Work order: Read through the lines below and copy the ones holding the string "LedgerRecord".

======== Data shown ========

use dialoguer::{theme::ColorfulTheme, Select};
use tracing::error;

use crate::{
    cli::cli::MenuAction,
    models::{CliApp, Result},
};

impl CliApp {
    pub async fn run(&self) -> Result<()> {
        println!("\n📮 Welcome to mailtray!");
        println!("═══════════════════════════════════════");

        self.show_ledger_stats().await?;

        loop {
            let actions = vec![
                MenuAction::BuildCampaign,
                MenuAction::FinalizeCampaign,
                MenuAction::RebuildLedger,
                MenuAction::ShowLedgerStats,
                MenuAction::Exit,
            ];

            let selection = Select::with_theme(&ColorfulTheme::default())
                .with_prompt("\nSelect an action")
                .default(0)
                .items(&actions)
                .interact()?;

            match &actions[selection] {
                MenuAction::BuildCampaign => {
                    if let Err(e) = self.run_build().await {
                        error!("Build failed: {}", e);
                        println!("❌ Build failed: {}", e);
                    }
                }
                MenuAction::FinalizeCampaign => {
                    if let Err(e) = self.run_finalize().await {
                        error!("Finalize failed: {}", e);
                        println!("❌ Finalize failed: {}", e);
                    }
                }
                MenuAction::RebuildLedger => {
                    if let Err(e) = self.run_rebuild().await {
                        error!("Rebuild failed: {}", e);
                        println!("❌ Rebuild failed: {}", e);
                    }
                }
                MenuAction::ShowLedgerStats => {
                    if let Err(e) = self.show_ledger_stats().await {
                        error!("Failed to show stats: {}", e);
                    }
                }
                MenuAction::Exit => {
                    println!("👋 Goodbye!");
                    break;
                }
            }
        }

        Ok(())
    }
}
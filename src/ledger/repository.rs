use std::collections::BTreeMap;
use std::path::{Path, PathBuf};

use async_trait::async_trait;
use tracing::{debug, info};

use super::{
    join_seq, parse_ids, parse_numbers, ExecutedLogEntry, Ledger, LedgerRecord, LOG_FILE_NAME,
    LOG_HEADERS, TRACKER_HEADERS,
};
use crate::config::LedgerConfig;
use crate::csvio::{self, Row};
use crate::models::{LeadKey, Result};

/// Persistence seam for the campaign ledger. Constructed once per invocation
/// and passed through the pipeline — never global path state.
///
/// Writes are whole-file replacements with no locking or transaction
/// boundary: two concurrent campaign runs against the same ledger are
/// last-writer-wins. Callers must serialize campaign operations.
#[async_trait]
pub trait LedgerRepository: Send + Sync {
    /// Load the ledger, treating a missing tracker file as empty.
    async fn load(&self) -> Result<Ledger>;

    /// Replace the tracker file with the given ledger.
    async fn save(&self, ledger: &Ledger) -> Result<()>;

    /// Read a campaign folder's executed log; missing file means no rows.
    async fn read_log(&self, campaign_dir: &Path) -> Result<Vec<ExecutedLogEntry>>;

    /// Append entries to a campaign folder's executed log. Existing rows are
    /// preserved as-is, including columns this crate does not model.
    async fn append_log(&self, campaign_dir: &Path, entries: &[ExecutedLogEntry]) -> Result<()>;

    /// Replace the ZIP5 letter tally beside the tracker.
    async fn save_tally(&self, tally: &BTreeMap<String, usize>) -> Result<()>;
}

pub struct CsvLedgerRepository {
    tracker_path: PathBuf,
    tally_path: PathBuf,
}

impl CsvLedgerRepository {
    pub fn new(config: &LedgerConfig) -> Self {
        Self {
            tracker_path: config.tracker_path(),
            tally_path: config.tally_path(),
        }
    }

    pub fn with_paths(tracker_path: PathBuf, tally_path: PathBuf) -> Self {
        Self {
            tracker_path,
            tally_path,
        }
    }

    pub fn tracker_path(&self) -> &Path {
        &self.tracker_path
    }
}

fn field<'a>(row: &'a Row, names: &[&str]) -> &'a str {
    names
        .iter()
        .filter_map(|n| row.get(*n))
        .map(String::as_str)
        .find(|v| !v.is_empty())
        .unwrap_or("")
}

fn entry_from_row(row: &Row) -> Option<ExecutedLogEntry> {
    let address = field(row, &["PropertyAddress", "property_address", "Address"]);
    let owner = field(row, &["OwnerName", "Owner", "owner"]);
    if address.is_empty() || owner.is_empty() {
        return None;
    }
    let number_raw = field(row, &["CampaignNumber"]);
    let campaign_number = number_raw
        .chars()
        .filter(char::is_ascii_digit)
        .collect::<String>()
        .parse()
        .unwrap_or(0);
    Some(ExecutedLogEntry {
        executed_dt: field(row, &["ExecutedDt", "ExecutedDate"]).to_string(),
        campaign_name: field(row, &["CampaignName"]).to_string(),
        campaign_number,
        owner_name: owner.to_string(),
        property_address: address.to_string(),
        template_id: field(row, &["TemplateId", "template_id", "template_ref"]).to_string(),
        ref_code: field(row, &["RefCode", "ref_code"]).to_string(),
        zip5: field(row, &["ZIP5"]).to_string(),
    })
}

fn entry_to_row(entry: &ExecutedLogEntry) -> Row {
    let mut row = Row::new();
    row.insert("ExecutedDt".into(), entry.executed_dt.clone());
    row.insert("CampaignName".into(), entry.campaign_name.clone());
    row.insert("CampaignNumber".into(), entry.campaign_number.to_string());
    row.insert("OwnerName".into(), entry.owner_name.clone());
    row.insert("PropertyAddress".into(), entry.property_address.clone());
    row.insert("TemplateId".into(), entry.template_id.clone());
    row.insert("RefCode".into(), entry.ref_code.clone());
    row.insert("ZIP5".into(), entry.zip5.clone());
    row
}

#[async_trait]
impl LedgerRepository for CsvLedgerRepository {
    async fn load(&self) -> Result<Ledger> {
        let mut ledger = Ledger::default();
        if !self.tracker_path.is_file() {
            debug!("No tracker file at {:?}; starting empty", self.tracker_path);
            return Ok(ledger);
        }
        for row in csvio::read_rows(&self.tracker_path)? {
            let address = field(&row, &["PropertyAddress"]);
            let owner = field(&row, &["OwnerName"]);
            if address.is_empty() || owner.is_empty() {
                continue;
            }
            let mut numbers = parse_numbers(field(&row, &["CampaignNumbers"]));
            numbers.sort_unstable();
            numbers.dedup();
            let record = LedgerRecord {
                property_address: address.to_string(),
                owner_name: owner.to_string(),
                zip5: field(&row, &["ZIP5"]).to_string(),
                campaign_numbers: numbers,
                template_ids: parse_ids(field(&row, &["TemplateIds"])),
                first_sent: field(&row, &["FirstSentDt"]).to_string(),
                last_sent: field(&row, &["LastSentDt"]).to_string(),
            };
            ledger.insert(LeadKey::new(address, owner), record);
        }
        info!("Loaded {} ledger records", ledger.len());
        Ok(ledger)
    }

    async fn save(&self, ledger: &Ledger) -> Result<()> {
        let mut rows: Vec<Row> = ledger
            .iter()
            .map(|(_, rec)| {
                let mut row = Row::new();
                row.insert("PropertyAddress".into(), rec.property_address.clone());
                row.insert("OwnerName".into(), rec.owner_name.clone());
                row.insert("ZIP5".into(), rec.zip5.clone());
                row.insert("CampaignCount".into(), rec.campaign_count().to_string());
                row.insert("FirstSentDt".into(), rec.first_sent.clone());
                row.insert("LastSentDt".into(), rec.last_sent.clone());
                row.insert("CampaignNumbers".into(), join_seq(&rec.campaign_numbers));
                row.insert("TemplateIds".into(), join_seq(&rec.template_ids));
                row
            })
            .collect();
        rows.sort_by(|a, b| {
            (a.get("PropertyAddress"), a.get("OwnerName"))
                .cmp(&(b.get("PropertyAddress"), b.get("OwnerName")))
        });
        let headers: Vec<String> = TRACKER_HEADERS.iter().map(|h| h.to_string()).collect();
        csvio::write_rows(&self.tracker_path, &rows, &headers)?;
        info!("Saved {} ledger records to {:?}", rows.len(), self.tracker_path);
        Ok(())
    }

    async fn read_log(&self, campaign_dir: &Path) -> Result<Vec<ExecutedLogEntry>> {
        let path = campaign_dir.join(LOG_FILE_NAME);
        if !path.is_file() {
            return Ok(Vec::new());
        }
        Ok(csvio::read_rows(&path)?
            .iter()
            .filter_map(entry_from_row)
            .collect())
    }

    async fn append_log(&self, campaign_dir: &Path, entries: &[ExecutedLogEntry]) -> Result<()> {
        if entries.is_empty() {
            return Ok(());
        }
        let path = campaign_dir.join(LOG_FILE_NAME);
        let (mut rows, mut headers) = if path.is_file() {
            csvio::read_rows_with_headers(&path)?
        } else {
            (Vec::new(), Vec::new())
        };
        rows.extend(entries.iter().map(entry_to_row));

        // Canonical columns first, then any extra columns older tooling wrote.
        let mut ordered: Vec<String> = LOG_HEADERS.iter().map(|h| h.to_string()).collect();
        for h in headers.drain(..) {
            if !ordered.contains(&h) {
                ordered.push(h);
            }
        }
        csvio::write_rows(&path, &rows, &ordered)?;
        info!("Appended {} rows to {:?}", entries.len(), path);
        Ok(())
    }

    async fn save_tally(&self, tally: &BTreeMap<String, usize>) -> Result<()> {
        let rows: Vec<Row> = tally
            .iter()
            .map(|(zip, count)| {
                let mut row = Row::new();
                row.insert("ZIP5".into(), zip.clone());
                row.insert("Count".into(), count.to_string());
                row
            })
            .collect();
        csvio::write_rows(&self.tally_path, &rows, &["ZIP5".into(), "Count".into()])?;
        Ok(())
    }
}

========

Solution for this problem:
    join_seq, parse_ids, parse_numbers, ExecutedLogEntry, Ledger, LedgerRecord, LOG_FILE_NAME,
            let record = LedgerRecord {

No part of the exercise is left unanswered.